*Requirement*. Which lines in the records below contain the word "UnknownTypeOracle"? Copy each one out.

*Extracted records*.
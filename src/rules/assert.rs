//! Nette Tester assertions to PHPUnit assertions.

use tracing::debug;

use crate::error::Result;
use crate::ir::matcher::call_args;
use crate::ir::node::{NodeId, NodeKind, Syntax, normalize_class_name};
use crate::ir::rule::{RewriteRule, RuleContext, RuleOutcome};
use crate::ir::types::ResolvedType;

const TESTER_ASSERT: &str = "Tester\\Assert";
const PHPUNIT_ASSERT: &str = "PHPUnit\\Framework\\Assert";

pub struct NetteAssertToPhpUnitAssert;

impl NetteAssertToPhpUnitAssert {
    pub const ID: &'static str = "nette_assert_to_phpunit_assert";

    /// Assertions with a direct PHPUnit counterpart and the same arguments.
    const RENAMES: &'static [(&'static str, &'static str)] = &[
        ("same", "assertSame"),
        ("notSame", "assertNotSame"),
        ("equal", "assertEquals"),
        ("notEqual", "assertNotEquals"),
        ("true", "assertTrue"),
        ("false", "assertFalse"),
        ("null", "assertNull"),
        ("notNull", "assertNotNull"),
        ("count", "assertCount"),
        ("nan", "assertNan"),
        ("match", "assertStringMatchesFormat"),
        ("matchFile", "assertStringMatchesFormatFile"),
    ];

    /// `Assert::type('<scalar>', $x)` targets.
    const SCALAR_TYPES: &'static [(&'static str, &'static str)] = &[
        ("string", "assertIsString"),
        ("int", "assertIsInt"),
        ("integer", "assertIsInt"),
        ("float", "assertIsFloat"),
        ("bool", "assertIsBool"),
        ("boolean", "assertIsBool"),
        ("array", "assertIsArray"),
        ("list", "assertIsArray"),
        ("callable", "assertIsCallable"),
        ("iterable", "assertIsIterable"),
        ("object", "assertIsObject"),
        ("scalar", "assertIsScalar"),
        ("resource", "assertIsResource"),
        ("null", "assertNull"),
    ];

    pub fn renamed(method: &str) -> Option<&'static str> {
        Self::RENAMES.iter().find(|(m, _)| *m == method).map(|(_, to)| *to)
    }

    fn is_tester_assert(ctx: &RuleContext<'_>, class: &str) -> bool {
        let class = normalize_class_name(class);
        class == TESTER_ASSERT || ctx.oracle().is_subtype(class, TESTER_ASSERT)
    }

    /// `contains` depends on the haystack: strings and iterables use different assertions.
    fn contains_target(ctx: &RuleContext<'_>, args: &[NodeId], negated: bool) -> Option<&'static str> {
        let haystack = *args.get(1)?;
        let resolved = ctx.resolved_type_of(haystack);
        if resolved.is_scalar("string") {
            Some(if negated {
                "assertStringNotContainsString"
            } else {
                "assertStringContainsString"
            })
        } else if resolved.is_scalar("array") || resolved.is_scalar("iterable") {
            Some(if negated { "assertNotContains" } else { "assertContains" })
        } else if let ResolvedType::Known(ty) = &resolved {
            ty.is_object().then_some(if negated { "assertNotContains" } else { "assertContains" })
        } else {
            None
        }
    }

    /// `type` turns into a scalar check (dropping the type argument) or `assertInstanceOf`.
    fn type_target(ctx: &RuleContext<'_>, args: &[NodeId]) -> Option<(&'static str, bool)> {
        let expected = *args.first()?;
        match ctx.tree().syntax(expected) {
            Syntax::String { value } => {
                let lower = value.to_ascii_lowercase();
                match Self::SCALAR_TYPES.iter().find(|(t, _)| *t == lower) {
                    Some((_, target)) => Some((*target, true)),
                    None => Some(("assertInstanceOf", false)),
                }
            }
            Syntax::ClassConstFetch { constant, .. } if constant == "class" => {
                Some(("assertInstanceOf", false))
            }
            _ => None,
        }
    }
}

impl RewriteRule for NetteAssertToPhpUnitAssert {
    fn id(&self) -> &'static str {
        Self::ID
    }

    fn description(&self) -> &'static str {
        "Migrate Nette Tester assertions to PHPUnit"
    }

    fn accepted_kinds(&self) -> &'static [NodeKind] {
        &[NodeKind::StaticCall]
    }

    fn apply(&self, node: NodeId, ctx: &mut RuleContext<'_>) -> Result<RuleOutcome> {
        let Syntax::StaticCall { class, name } = ctx.tree().syntax(node) else {
            return Ok(RuleOutcome::Unchanged);
        };
        if !Self::is_tester_assert(ctx, class) {
            return Ok(RuleOutcome::Unchanged);
        }
        let method = name.clone();
        let args = call_args(ctx.tree(), node).to_vec();

        let (target, drop_first) = match method.as_str() {
            "contains" => match Self::contains_target(ctx, &args, false) {
                Some(target) => (target, false),
                None => return Ok(RuleOutcome::Unchanged),
            },
            "notContains" => match Self::contains_target(ctx, &args, true) {
                Some(target) => (target, false),
                None => return Ok(RuleOutcome::Unchanged),
            },
            "type" => match Self::type_target(ctx, &args) {
                Some(found) => found,
                None => return Ok(RuleOutcome::Unchanged),
            },
            other => match Self::renamed(other) {
                Some(target) => (target, false),
                None => return Ok(RuleOutcome::Unchanged),
            },
        };

        let tree = ctx.tree_mut();
        if drop_first {
            if let Some(&first) = args.first() {
                tree.remove_child(node, first)?;
            }
        }
        *tree.syntax_mut(node) = Syntax::StaticCall {
            class: PHPUNIT_ASSERT.to_string(),
            name: target.to_string(),
        };
        debug!("Rewrote Assert::{}() at {} to {}", method, node, target);
        Ok(RuleOutcome::Mutated)
    }
}

#[cfg(test)]
mod tests {
    use super::*;
    use crate::ir::node::Tree;
    use crate::ir::rule::AddedFile;
    use crate::ir::types::{ClassIndex, IndexedTypeOracle, TypeOracle, UnknownTypeOracle};
    use std::sync::Arc;

    fn assert_call(method: &str, args: Vec<Syntax>) -> (Tree, NodeId) {
        let mut tree = Tree::new(Syntax::File);
        let args: Vec<NodeId> = args.into_iter().map(|a| tree.add(a)).collect();
        let call = tree
            .add_with_children(
                Syntax::StaticCall {
                    class: "\\Tester\\Assert".into(),
                    name: method.into(),
                },
                args,
            )
            .unwrap();
        let stmt = tree.add_with_children(Syntax::Expression, vec![call]).unwrap();
        let root = tree.root();
        tree.push_child(root, stmt).unwrap();
        (tree, call)
    }

    fn apply_with(oracle: &dyn TypeOracle, tree: &mut Tree, node: NodeId) -> RuleOutcome {
        let mut files: Vec<AddedFile> = Vec::new();
        let mut ctx = RuleContext::new(tree, oracle, &mut files, 1);
        NetteAssertToPhpUnitAssert.apply(node, &mut ctx).unwrap()
    }

    fn apply(tree: &mut Tree, node: NodeId) -> RuleOutcome {
        apply_with(&UnknownTypeOracle, tree, node)
    }

    #[test]
    fn test_rename_is_idempotent() {
        let (mut tree, call) = assert_call("same", vec![Syntax::Int { value: 1 }, Syntax::variable("x")]);
        assert_eq!(apply(&mut tree, call), RuleOutcome::Mutated);
        assert_eq!(
            tree.syntax(call),
            &Syntax::StaticCall {
                class: PHPUNIT_ASSERT.into(),
                name: "assertSame".into()
            }
        );
        assert_eq!(tree.children(call).len(), 2);
        assert_eq!(apply(&mut tree, call), RuleOutcome::Unchanged);
    }

    #[test]
    fn test_scalar_type_drops_type_argument() {
        let (mut tree, call) = assert_call("type", vec![Syntax::string("string"), Syntax::variable("x")]);
        apply(&mut tree, call);
        assert_eq!(tree.name(call), Some("assertIsString"));
        assert_eq!(tree.children(call).len(), 1);
    }

    #[test]
    fn test_class_type_becomes_instance_of() {
        let (mut tree, call) = assert_call(
            "type",
            vec![Syntax::class_const("App\\Entity\\User", "class"), Syntax::variable("x")],
        );
        apply(&mut tree, call);
        assert_eq!(tree.name(call), Some("assertInstanceOf"));
        assert_eq!(tree.children(call).len(), 2);
    }

    #[test]
    fn test_contains_needs_a_known_haystack() {
        let (mut tree, call) = assert_call("contains", vec![Syntax::string("a"), Syntax::variable("x")]);
        assert_eq!(apply(&mut tree, call), RuleOutcome::Unchanged);

        let (mut tree, call) = assert_call("contains", vec![Syntax::string("a"), Syntax::string("abc")]);
        assert_eq!(apply(&mut tree, call), RuleOutcome::Unchanged);

        let oracle = IndexedTypeOracle::new(Arc::new(ClassIndex::new()));
        assert_eq!(apply_with(&oracle, &mut tree, call), RuleOutcome::Mutated);
        assert_eq!(tree.name(call), Some("assertStringContainsString"));
    }

    #[test]
    fn test_unknown_assertion_is_left_alone() {
        let (mut tree, call) = assert_call("exception", vec![]);
        assert_eq!(apply(&mut tree, call), RuleOutcome::Unchanged);
        assert_eq!(tree.name(call), Some("exception"));
    }
}
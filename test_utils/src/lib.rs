//! Shared helpers for property-based tests of the rewriter.

pub mod ir;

*Answer to the problem*.
    use crate::ir::types::{ClassIndex, IndexedTypeOracle, TypeOracle, UnknownTypeOracle};
        apply_with(&UnknownTypeOracle, tree, node)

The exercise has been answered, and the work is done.